The objection by one of the attorneys to the letters immediately before the jury instructions was not timely.


We AFFIRM the appellants' convictions, but REVERSE their sentences and REMAND for resentencing.

I concur in the judgment, together with Parts I, II.A-D, II.F-G, and III of Judge Jones's opinion (the "Opinion"). However, I respectfully disagree with the representation of our Apprendi jurisprudence set out in Part II.E of the Opinion.

I agree with the Opinion that our Apprendi precedent "compel[s]" this panel to vacate the defendants' sentences that exceeded the statutory maximum authorized for the offense stated in the indictment. However, the Opinion also asserts that our "approach to [ Apprendi] cases has not been fully consistent" and classifies those cases into various purportedly conflicting groups. That characterization of our Apprendi jurisprudence is inaccurate.

United States v. Meshack, 225 F.3d 556 (5th Cir. 2000), and the cases in the Opinion's "group two," i.e., United States v. Miranda, 248 F.3d 434 (5th Cir. 2001), United States v. Green, 246 F.3d 433 (5th Cir. 2001), and United States v. Slaughter, 238 F.3d 580 (5th Cir. 2001), are not, as the Opinion claims, contradictory in their review of unpreserved Apprendi error. In all four cases, this court (1) recognized that under Apprendi, drug quantity was an element of the offense for which the defendant had been sentenced, and (2) applied plain error review because that sentencing issue was raised for the first time on appeal. See Miranda, 248 F.3d at 443, 445; Green, 246 F.3d at 436-37; Slaughter, 238 F.3d at 583-84; Meshack, 225 F.3d at 577-78. The different outcomes in those cases is attributable to the type of Apprendi error at issue. In Meshack, the element of drug quantity was omitted from the indictment. But in Slaughter, Miranda, and Green, the element of drug quantity, although stated in the indictment, was omitted from the jury instruction.

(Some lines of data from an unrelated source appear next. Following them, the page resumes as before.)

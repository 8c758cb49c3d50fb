//! Normalization of raw outcomes into canonical records.
//!
//! Pure functions only: every site's outcomes go through the same price,
//! availability and technical-reference rules, differing only by the
//! [`SiteProfile`] flags.

use std::sync::OnceLock;

use chrono::{DateTime, Utc};
use regex::Regex;

use crate::sites::SiteProfile;
use crate::types::{CanonicalRecord, ExtractionOutcome, FieldValue};

/// Number of (unit, price) tiers in every record.
pub const TIER_COUNT: usize = 3;

fn price_run() -> &'static Regex {
    static RE: OnceLock<Regex> = OnceLock::new();
    RE.get_or_init(|| {
        // Digits with `.`/`,` separators, plus space-separated thousands groups.
        Regex::new(r"\d[\d.,]*(?:[ \x{A0}\x{202F}]\d{3}[\d.,]*)*")
            .expect("price run regex is valid")
    })
}

/// Outcome of reading a price out of free text.
#[derive(Debug, Clone, PartialEq)]
pub enum ParsedPrice {
    /// No digits at all.
    NoDigits,
    Number(f64),
    /// Digits were found but did not coerce to a number.
    Unparsed(String),
}

/// Read the first numeric run in `text` as a price.
///
/// The last of `.`/`,` is the decimal separator when both appear; a lone
/// comma is decimal; repeated dots are thousands separators.
pub fn parse_price_text(text: &str) -> ParsedPrice {
    let Some(found) = price_run().find(text) else {
        return ParsedPrice::NoDigits;
    };
    let run: String = found
        .as_str()
        .trim_end_matches(['.', ','])
        .chars()
        .filter(|c| !matches!(c, ' ' | '\u{a0}' | '\u{202f}'))
        .collect();

    let normalized = match (run.rfind(','), run.rfind('.')) {
        (Some(comma), Some(dot)) if comma > dot => run.replace('.', "").replace(',', "."),
        (Some(_), Some(_)) => run.replace(',', ""),
        (Some(comma), None) => {
            let (int_part, frac) = run.split_at(comma);
            format!("{}.{}", int_part.replace(',', ""), &frac[1..])
        }
        (None, Some(_)) if run.matches('.').count() > 1 => run.replace('.', ""),
        _ => run.clone(),
    };

    match normalized.parse::<f64>() {
        Ok(value) if value.is_finite() => ParsedPrice::Number(value),
        _ => ParsedPrice::Unparsed(run),
    }
}

/// Coerce a raw price field.
///
/// Text without digits becomes the sentinel; text whose digits do not
/// coerce is kept as the matched run.
pub fn parse_price(raw: &FieldValue) -> FieldValue {
    match raw {
        FieldValue::Text(text) => match parse_price_text(text) {
            ParsedPrice::NoDigits => FieldValue::Missing,
            ParsedPrice::Number(value) => FieldValue::Number(value),
            ParsedPrice::Unparsed(run) => {
                tracing::warn!(raw = %text, "price did not coerce to a number, keeping {run:?}");
                FieldValue::Text(run)
            }
        },
        other => other.clone(),
    }
}

/// 1 when the stock text contains `phrase` (case-insensitive), else 0.
pub fn is_available(stock: &FieldValue, phrase: &str) -> u8 {
    match stock {
        FieldValue::Text(text) => u8::from(text.to_lowercase().contains(&phrase.to_lowercase())),
        _ => 0,
    }
}

fn clean_reference(raw: &str) -> String {
    raw.replace(['\n', '\r'], "")
        .split_whitespace()
        .collect::<Vec<_>>()
        .join(" ")
}

/// Strip line breaks and collapse whitespace in technical references.
/// Entries that end up empty are dropped; nothing left means the sentinel.
pub fn clean_technical_refs(raw: &FieldValue) -> FieldValue {
    match raw {
        FieldValue::List(items) => {
            let cleaned: Vec<String> = items
                .iter()
                .map(|item| clean_reference(item))
                .filter(|item| !item.is_empty())
                .collect();
            if cleaned.is_empty() {
                FieldValue::Missing
            } else {
                FieldValue::List(cleaned)
            }
        }
        FieldValue::Text(text) => FieldValue::from_text(Some(&clean_reference(text))),
        other => other.clone(),
    }
}

fn tiers(outcome: &ExtractionOutcome, profile: &SiteProfile) -> [(FieldValue, FieldValue); TIER_COUNT] {
    let mut tiers: [(FieldValue, FieldValue); TIER_COUNT] = Default::default();
    match profile.single_unit_label {
        Some(label) => {
            tiers[0] = (
                FieldValue::text(label),
                parse_price(outcome.fields.get("price_per_unit")),
            );
        }
        None => {
            for (i, tier) in tiers.iter_mut().enumerate() {
                let n = i + 1;
                *tier = (
                    outcome.fields.get(&format!("unit_{n}")).clone(),
                    parse_price(outcome.fields.get(&format!("price_per_unit_{n}"))),
                );
            }
        }
    }
    tiers
}

/// Project one outcome onto the canonical column set.
pub fn normalize_one(
    outcome: &ExtractionOutcome,
    profile: &SiteProfile,
    now: DateTime<Utc>,
) -> CanonicalRecord {
    let item = &outcome.item;
    let fields = &outcome.fields;

    let technical_ref = if profile.clean_technical_refs {
        clean_technical_refs(fields.get("technical_ref"))
    } else {
        fields.get("technical_ref").clone()
    };
    let stock = fields.get("stock").clone();
    let [(unit_1, price_per_unit_1), (unit_2, price_per_unit_2), (unit_3, price_per_unit_3)] =
        tiers(outcome, profile);

    CanonicalRecord {
        product_category: item.passthrough_or_sentinel("product_category"),
        manufacturer: item.passthrough_or_sentinel("manufacturer"),
        manufacturer_id: item.passthrough_or_sentinel("manufacturer_id"),
        supplier: item.passthrough_or_sentinel("supplier"),
        url: item.url.clone(),
        name: fields.get("name").clone(),
        description: fields.get("description").clone(),
        technical_ref,
        unit_1,
        price_per_unit_1,
        unit_2,
        price_per_unit_2,
        unit_3,
        price_per_unit_3,
        is_available: is_available(&stock, profile.availability_phrase),
        stock,
        is_ok: outcome.is_ok,
        error: outcome.error.clone(),
        created_at: now,
    }
}

/// Normalize a whole batch, preserving order. Every record shares `now`.
pub fn normalize(
    outcomes: &[ExtractionOutcome],
    profile: &SiteProfile,
    now: DateTime<Utc>,
) -> Vec<CanonicalRecord> {
    outcomes
        .iter()
        .map(|outcome| normalize_one(outcome, profile, now))
        .collect()
}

Unlike Meshack, the indictments in Slaughter, Miranda, and Green charged all the elements of the offense for which the defendants were convicted and sentenced. This court's analyses in Slaughter, Miranda, and Green are straightforward applications of Apprendi, consistent with controlling precedent on omission of an element from the jury instruction. In such a situation, even when the error is plain, we conduct harmless error review. See Neder v. United States, 527 U.S. 1, 10, 119 S.Ct. 1827, 144 L.Ed.2d 35 (1999) (holding that jury instructions that erroneously omit an element of the offense are subject to harmless error analysis). Under Neder, the error is harmful only if "the record contains evidence that could rationally lead to a contrary finding with respect to the omitted element." Id. at 19, 119 S.Ct. 1827. Applying harmless error review, we found in Slaughter, Miranda, and Green that based on the evidence, a jury could not rationally have found that the defendant was not responsible for the drug quantity stated in the indictment. Miranda, 248 F.3d at 446; Green, 246 F.3d at 436-37; Slaughter, 238 F.3d at 583-84. Thus, a sentence revision was not required in those cases.

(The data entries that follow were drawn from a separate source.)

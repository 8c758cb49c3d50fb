//! JavaScript snippets executed in the page for DOM queries and actions.
//!
//! Every script returns a JSON-encoded string so the Rust side always
//! receives a plain string, regardless of what the DOM yields.
//!
//! ## Security: JS encoding
//!
//! Selectors, text filters and form values are escaped with
//! [`sanitize_js_string`] and only ever placed inside string literals,
//! never into code positions.

use serde::Deserialize;

use super::Locator;

/// Reply of a text query.
#[derive(Debug, Clone, Deserialize, PartialEq)]
pub struct TextProbe {
    pub found: bool,
    #[serde(default)]
    pub text: Option<String>,
}

/// Reply of an action (click, fill, check, submit).
#[derive(Debug, Clone, Deserialize, PartialEq)]
pub struct ActionOutcome {
    pub success: bool,
}

/// Expression evaluating to the array of elements `locator` matches.
fn resolve(locator: &Locator) -> String {
    match locator {
        Locator::Css(selector) => format!(
            "Array.from(document.querySelectorAll('{}'))",
            sanitize_js_string(selector)
        ),
        // Containers match their descendants' text too; keep the innermost hits.
        Locator::Text { scope, text } => format!(
            "((all) => all.filter(e => !all.some(o => o !== e && e.contains(o))))\
             (Array.from(document.querySelectorAll('{}')).filter(e => \
             (e.textContent || '').replace(/\\s+/g, ' ').trim().toLowerCase().includes('{}')))",
            sanitize_js_string(scope),
            sanitize_js_string(&text.to_lowercase())
        ),
    }
}

fn with_elements(locator: &Locator, body: &str) -> String {
    format!(
        "(() => {{ const els = {}; {} }})()",
        resolve(locator),
        body
    )
}

pub fn ready_state() -> String {
    "JSON.stringify(document.readyState)".to_string()
}

pub fn text_content(locator: &Locator) -> String {
    with_elements(
        locator,
        "const el = els[0]; \
         return JSON.stringify(el ? { found: true, text: el.textContent || '' } : { found: false });",
    )
}

pub fn all_text_contents(locator: &Locator) -> String {
    with_elements(
        locator,
        "return JSON.stringify(els.map(e => e.textContent || ''));",
    )
}

pub fn count(locator: &Locator) -> String {
    with_elements(locator, "return JSON.stringify(els.length);")
}

pub fn is_visible(locator: &Locator, index: usize) -> String {
    with_elements(
        locator,
        &format!(
            "const el = els[{index}]; \
             if (!el) return JSON.stringify(false); \
             const style = window.getComputedStyle(el); \
             const rect = el.getBoundingClientRect(); \
             return JSON.stringify(style.visibility !== 'hidden' && style.display !== 'none' \
                 && rect.width > 0 && rect.height > 0);"
        ),
    )
}

pub fn text_content_within(locator: &Locator, index: usize, child: &str) -> String {
    with_elements(
        locator,
        &format!(
            "const el = els[{index}]; \
             const c = el ? el.querySelector('{}') : null; \
             return JSON.stringify(c ? {{ found: true, text: c.textContent || '' }} : {{ found: false }});",
            sanitize_js_string(child)
        ),
    )
}

pub fn click(locator: &Locator) -> String {
    with_elements(
        locator,
        "const el = els[0]; \
         if (!el) return JSON.stringify({ success: false }); \
         el.scrollIntoView({ block: 'center' }); \
         el.click(); \
         return JSON.stringify({ success: true });",
    )
}

/// Set an input's value through the native setter so framework-bound
/// inputs (React, Vue) see the change, then fire `input` and `change`.
pub fn fill(locator: &Locator, value: &str) -> String {
    with_elements(
        locator,
        &format!(
            "const el = els[0]; \
             if (!el) return JSON.stringify({{ success: false }}); \
             el.focus(); \
             const proto = el instanceof HTMLTextAreaElement ? HTMLTextAreaElement.prototype : HTMLInputElement.prototype; \
             const setter = Object.getOwnPropertyDescriptor(proto, 'value').set; \
             setter.call(el, '{}'); \
             el.dispatchEvent(new Event('input', {{ bubbles: true }})); \
             el.dispatchEvent(new Event('change', {{ bubbles: true }})); \
             return JSON.stringify({{ success: true }});",
            sanitize_js_string(value)
        ),
    )
}

/// Tick a checkbox even when a styled overlay hides the real input.
pub fn check(locator: &Locator) -> String {
    with_elements(
        locator,
        "const el = els[0]; \
         if (!el) return JSON.stringify({ success: false }); \
         if (!el.checked) { el.click(); } \
         if (!el.checked) { \
             el.checked = true; \
             el.dispatchEvent(new Event('change', { bubbles: true })); \
         } \
         return JSON.stringify({ success: el.checked === true });",
    )
}

pub fn submit_form(form_selector: &str) -> String {
    format!(
        "(() => {{ \
             const form = document.querySelector('{}'); \
             if (form) {{ form.submit(); return JSON.stringify({{ success: true }}); }} \
             return JSON.stringify({{ success: false }}); \
         }})()",
        sanitize_js_string(form_selector)
    )
}

/// Sanitize a string for safe injection into a JavaScript string literal.
///
/// Escapes all characters that could break out of a JS string context:
/// - Backslashes, single/double quotes, backticks
/// - Newlines, carriage returns, tabs
/// - HTML script tags
/// - Null bytes
pub fn sanitize_js_string(s: &str) -> String {
    let mut result = String::with_capacity(s.len() + 8);
    for ch in s.chars() {
        match ch {
            '\\' => result.push_str("\\\\"),
            '\'' => result.push_str("\\'"),
            '"' => result.push_str("\\\""),
            '`' => result.push_str("\\`"),
            '\n' => result.push_str("\\n"),
            '\r' => result.push_str("\\r"),
            '\t' => result.push_str("\\t"),
            '\0' => {}
            '<' => result.push_str("\\x3c"),
            '>' => result.push_str("\\x3e"),
            _ => result.push(ch),
        }
    }
    result
}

While we did not explicitly cite to Neder in Miranda, we conducted a harmless error inquiry within the plain error framework as required by Neder. See Miranda, 248 F.3d at 446 (stating that it was "highly unlikely that a jury . . . would find drug quantities attributable to each defendant to be different from the amounts attributed to each defendant in the PSRs").

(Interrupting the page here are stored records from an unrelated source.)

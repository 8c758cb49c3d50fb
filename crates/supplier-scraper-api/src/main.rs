//! Supplier scraper: entry point.

use std::path::PathBuf;
use std::sync::Arc;

use clap::{CommandFactory, Parser, Subcommand};
use clap_complete::Shell;

use supplier_scraper::{scrape, ChromiumLauncher, ScraperConfig, Site};
use supplier_scraper_api::payload;
use supplier_scraper_api::rest::{self, AppState};

#[derive(Parser)]
#[command(
    name = "supplier-scraper-api",
    about = "Scrape product data from authenticated supplier portals",
    version
)]
struct Cli {
    /// Log level (trace, debug, info, warn, error).
    #[arg(long, default_value = "info")]
    log_level: String,

    /// Chromium binary (defaults to SUPPLIER_SCRAPER_CHROMIUM, then auto-discovery).
    #[arg(long, global = true)]
    chromium: Option<PathBuf>,

    #[command(subcommand)]
    command: Option<Commands>,
}

#[derive(Subcommand)]
enum Commands {
    /// Start the HTTP API (default).
    Serve {
        /// Listen address (host:port).
        #[arg(long, default_value = "127.0.0.1:8000")]
        addr: String,
    },

    /// Scrape one batch from a payload file and print the records as JSON.
    ///
    /// Examples:
    ///   supplier-scraper-api run eklor
    ///   supplier-scraper-api run voltaneo ./payloads/voltaneo.json --headed
    Run {
        /// Portal to scrape (eklor, powr-connect, voltaneo).
        site: Site,

        /// Payload file; defaults to payload_e.json, payload_pc.json or payload_v.json.
        payload: Option<PathBuf>,

        /// Show the browser window.
        #[arg(long)]
        headed: bool,
    },

    /// List supported portals.
    Sites,

    /// Generate shell completion scripts.
    ///
    /// Examples:
    ///   supplier-scraper-api completions bash > ~/.local/share/bash-completion/completions/supplier-scraper-api
    ///   supplier-scraper-api completions zsh > ~/.zfunc/_supplier-scraper-api
    Completions {
        /// Shell type (bash, zsh, fish, powershell, elvish).
        shell: Shell,
    },
}

#[tokio::main]
async fn main() -> anyhow::Result<()> {
    let cli = Cli::parse();

    let filter = tracing_subscriber::EnvFilter::try_from_default_env()
        .unwrap_or_else(|_| tracing_subscriber::EnvFilter::new(&cli.log_level));

    tracing_subscriber::fmt()
        .with_env_filter(filter)
        .with_writer(std::io::stderr)
        .init();

    let mut config = ScraperConfig::from_env();
    if let Some(path) = cli.chromium {
        config.chromium_path = Some(path);
    }

    match cli.command.unwrap_or(Commands::Serve {
        addr: "127.0.0.1:8000".to_string(),
    }) {
        Commands::Serve { addr } => {
            let launcher = Arc::new(ChromiumLauncher::new(config.chromium_path.clone()));
            tracing::info!("Supplier scraper API (headless: {})", config.headless);
            rest::start(&addr, AppState::new(launcher, config)).await?;
        }

        Commands::Run {
            site,
            payload: path,
            headed,
        } => {
            let path = payload::resolve_payload_path(site, path);
            let request = payload::load(&path)?;
            tracing::info!("Loaded {} items from {}", request.items.len(), path.display());

            if headed {
                config = config.with_headless(false);
            }
            let launcher = ChromiumLauncher::new(config.chromium_path.clone());
            let output = scrape(&launcher, site, &request, &config).await?;
            println!("{}", serde_json::to_string_pretty(&output)?);
        }

        Commands::Sites => {
            for site in Site::ALL {
                let profile = site.profile();
                println!("{:<14} {:<14} {}", site.slug(), profile.name, profile.login_url);
            }
        }

        Commands::Completions { shell } => {
            let mut cmd = Cli::command();
            clap_complete::generate(shell, &mut cmd, "supplier-scraper-api", &mut std::io::stdout());
        }
    }

    Ok(())
}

Similarly, this court's analysis in Meshack is a straightforward application of Apprendi, but, of course, is consistent with controlling precedent on omission of an element from the indictment. Because the indictment in Meshack did not include the quantity of crack cocaine, the indictment charged a crime that carried a statutory maximum of 30 years. However, the sentence imposed on one of the defendants exceeded 30 years. Therefore, the defendant was entitled to be resentenced in accordance with the crime for which he had been charged and convicted. See Meshack, 225 F.3d at 576-78; see also, e.g., United States v. Cabrera-Teran, 168 F.3d 141, 143 (5th Cir. 1999) ("To be sufficient, an indictment must allege each material element of the offense; if it does not, it fails to charge that offense."); United States v. Fitzgerald, 89 F.3d 218, 221 (5th Cir. 1996) ("[I]f raised for the first time on appeal and the appellant does not assert prejudice, that is, if he had notice of the crime of which he stood accused, the indictment is sufficient unless it is so defective that by any reasonable construction, it fails to charge the offense for which the defendant is convicted.") (emphasis added); United States v. Outler, 659 F.2d 1306, 1311 (5th Cir. Unit B Oct. 1981) ("Unless every element of an offense appears in the indictment, it is impossible to assure the defendant that a grand jury properly determined probable cause of the offense.") (emphasis added). Meshack does not conflict with Slaughter, Miranda, and Green; the latter cases simply arose in a fundamentally different context.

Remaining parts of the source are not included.